-- Opening Marker --

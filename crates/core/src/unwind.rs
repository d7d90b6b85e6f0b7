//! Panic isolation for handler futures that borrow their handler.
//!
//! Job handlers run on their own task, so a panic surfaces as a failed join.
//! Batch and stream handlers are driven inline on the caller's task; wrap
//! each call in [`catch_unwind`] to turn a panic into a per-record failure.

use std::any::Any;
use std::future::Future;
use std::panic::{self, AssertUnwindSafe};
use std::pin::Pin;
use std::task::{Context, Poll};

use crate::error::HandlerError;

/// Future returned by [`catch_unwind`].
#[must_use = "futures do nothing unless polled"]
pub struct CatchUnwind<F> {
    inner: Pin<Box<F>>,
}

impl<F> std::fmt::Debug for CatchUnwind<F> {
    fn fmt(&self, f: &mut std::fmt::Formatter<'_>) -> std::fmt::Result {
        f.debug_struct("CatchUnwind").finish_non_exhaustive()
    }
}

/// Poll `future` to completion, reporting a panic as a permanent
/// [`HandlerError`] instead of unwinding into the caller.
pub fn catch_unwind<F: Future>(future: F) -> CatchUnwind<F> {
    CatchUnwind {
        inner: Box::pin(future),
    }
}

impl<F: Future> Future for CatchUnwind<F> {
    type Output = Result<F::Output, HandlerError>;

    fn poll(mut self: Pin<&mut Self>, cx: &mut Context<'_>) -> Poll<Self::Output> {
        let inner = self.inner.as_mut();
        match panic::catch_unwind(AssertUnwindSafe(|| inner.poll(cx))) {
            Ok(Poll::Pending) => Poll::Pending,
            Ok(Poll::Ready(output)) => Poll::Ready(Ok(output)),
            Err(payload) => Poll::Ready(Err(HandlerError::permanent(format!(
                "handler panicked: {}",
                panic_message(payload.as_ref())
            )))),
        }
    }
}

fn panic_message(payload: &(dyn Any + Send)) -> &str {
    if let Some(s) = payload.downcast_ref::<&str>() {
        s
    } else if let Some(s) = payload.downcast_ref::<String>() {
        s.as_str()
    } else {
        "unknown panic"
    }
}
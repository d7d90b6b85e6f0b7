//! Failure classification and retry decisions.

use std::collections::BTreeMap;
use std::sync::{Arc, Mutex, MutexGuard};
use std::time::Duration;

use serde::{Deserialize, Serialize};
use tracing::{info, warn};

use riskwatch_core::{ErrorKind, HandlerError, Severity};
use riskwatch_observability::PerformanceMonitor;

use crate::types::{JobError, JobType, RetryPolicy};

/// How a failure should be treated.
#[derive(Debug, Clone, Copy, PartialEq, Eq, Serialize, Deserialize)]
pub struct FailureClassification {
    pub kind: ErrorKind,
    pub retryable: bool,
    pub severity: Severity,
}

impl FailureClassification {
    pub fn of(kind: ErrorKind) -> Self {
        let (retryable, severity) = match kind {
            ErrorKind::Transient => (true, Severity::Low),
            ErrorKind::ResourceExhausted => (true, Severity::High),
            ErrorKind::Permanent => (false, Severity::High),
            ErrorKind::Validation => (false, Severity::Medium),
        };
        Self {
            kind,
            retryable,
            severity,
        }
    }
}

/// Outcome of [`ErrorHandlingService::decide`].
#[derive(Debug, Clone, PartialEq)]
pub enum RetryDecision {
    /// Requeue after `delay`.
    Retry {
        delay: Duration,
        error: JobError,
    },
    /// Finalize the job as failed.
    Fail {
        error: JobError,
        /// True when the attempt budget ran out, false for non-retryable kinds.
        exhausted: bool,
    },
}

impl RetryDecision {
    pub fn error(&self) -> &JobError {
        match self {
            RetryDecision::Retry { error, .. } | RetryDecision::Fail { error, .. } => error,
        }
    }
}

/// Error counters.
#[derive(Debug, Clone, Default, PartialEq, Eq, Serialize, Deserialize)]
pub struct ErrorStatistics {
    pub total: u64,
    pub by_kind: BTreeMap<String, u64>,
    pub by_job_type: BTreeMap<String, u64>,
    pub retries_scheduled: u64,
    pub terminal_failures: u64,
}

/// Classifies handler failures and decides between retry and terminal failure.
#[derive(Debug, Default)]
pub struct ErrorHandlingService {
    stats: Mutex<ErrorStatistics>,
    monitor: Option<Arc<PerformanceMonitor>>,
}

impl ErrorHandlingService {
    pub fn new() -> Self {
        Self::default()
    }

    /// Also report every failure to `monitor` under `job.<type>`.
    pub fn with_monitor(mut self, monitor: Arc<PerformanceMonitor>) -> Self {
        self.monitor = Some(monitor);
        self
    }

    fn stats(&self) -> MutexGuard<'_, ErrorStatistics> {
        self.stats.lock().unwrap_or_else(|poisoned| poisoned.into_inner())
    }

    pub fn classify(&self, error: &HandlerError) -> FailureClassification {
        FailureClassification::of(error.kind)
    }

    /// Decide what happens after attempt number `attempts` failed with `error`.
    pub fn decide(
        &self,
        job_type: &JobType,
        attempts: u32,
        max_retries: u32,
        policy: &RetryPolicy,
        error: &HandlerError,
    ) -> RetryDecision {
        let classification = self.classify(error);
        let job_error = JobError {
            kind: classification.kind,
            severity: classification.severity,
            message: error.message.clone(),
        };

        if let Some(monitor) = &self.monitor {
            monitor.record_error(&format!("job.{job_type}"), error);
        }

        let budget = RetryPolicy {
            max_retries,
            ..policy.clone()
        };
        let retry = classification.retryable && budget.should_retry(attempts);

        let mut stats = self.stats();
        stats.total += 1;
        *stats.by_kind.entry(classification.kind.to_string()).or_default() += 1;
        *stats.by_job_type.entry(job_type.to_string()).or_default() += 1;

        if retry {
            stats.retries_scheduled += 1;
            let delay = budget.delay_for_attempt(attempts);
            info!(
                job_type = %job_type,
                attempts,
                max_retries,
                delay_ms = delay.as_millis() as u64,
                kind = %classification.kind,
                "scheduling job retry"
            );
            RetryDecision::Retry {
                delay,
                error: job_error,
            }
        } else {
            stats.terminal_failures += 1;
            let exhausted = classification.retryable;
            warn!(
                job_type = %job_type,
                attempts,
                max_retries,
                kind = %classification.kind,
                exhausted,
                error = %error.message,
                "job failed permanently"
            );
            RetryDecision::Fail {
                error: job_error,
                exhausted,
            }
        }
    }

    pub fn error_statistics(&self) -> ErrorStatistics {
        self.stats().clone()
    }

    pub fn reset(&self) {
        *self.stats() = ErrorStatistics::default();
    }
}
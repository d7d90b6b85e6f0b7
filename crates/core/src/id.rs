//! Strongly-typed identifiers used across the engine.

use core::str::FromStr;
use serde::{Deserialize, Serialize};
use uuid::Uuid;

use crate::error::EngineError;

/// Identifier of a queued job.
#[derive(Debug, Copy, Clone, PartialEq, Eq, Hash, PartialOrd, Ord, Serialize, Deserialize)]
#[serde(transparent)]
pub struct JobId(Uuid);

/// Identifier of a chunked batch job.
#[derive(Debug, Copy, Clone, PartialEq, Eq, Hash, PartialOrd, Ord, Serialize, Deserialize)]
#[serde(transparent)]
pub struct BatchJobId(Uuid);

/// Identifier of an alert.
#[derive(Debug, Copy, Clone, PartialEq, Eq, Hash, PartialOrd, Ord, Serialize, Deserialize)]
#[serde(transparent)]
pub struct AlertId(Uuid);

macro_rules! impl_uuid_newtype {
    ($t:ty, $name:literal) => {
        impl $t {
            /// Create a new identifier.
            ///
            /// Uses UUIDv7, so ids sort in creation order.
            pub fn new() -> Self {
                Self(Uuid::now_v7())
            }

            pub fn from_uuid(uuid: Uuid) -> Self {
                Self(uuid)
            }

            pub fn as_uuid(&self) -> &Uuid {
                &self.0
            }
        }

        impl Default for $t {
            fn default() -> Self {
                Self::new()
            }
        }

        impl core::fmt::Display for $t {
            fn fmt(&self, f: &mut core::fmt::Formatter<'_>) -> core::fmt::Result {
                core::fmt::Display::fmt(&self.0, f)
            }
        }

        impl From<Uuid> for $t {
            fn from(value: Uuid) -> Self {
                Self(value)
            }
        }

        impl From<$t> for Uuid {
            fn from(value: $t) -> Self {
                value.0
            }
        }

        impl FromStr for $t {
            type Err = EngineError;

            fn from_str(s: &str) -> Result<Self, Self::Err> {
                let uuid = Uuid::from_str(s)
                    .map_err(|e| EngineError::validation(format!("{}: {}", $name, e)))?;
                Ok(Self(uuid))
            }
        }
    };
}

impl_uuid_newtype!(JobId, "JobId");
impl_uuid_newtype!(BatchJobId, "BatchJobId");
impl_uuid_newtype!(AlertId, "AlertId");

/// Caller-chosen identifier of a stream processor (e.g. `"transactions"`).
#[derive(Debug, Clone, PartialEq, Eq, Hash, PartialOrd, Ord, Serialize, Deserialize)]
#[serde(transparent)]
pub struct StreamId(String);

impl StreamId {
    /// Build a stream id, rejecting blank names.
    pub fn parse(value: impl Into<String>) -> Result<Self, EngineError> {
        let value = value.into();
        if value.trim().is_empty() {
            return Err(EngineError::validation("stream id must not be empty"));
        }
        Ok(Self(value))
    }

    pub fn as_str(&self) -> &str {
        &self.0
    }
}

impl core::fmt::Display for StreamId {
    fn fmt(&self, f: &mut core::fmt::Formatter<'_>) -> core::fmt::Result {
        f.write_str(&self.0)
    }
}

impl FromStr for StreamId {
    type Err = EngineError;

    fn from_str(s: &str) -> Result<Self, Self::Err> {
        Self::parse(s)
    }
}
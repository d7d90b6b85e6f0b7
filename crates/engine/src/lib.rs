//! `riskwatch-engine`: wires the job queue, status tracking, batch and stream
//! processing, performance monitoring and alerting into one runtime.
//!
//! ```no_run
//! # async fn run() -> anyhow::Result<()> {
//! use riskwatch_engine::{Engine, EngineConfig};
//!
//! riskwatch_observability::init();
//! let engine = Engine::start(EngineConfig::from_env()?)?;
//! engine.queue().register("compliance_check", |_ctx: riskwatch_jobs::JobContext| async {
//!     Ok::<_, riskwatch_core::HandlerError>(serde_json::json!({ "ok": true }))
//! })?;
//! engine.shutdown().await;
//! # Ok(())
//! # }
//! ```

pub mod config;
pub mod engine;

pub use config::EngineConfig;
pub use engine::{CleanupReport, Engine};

-- Closing Marker --

Within the listing above, count the lines that contain the string "task". Give only the number.

Exercise result: 3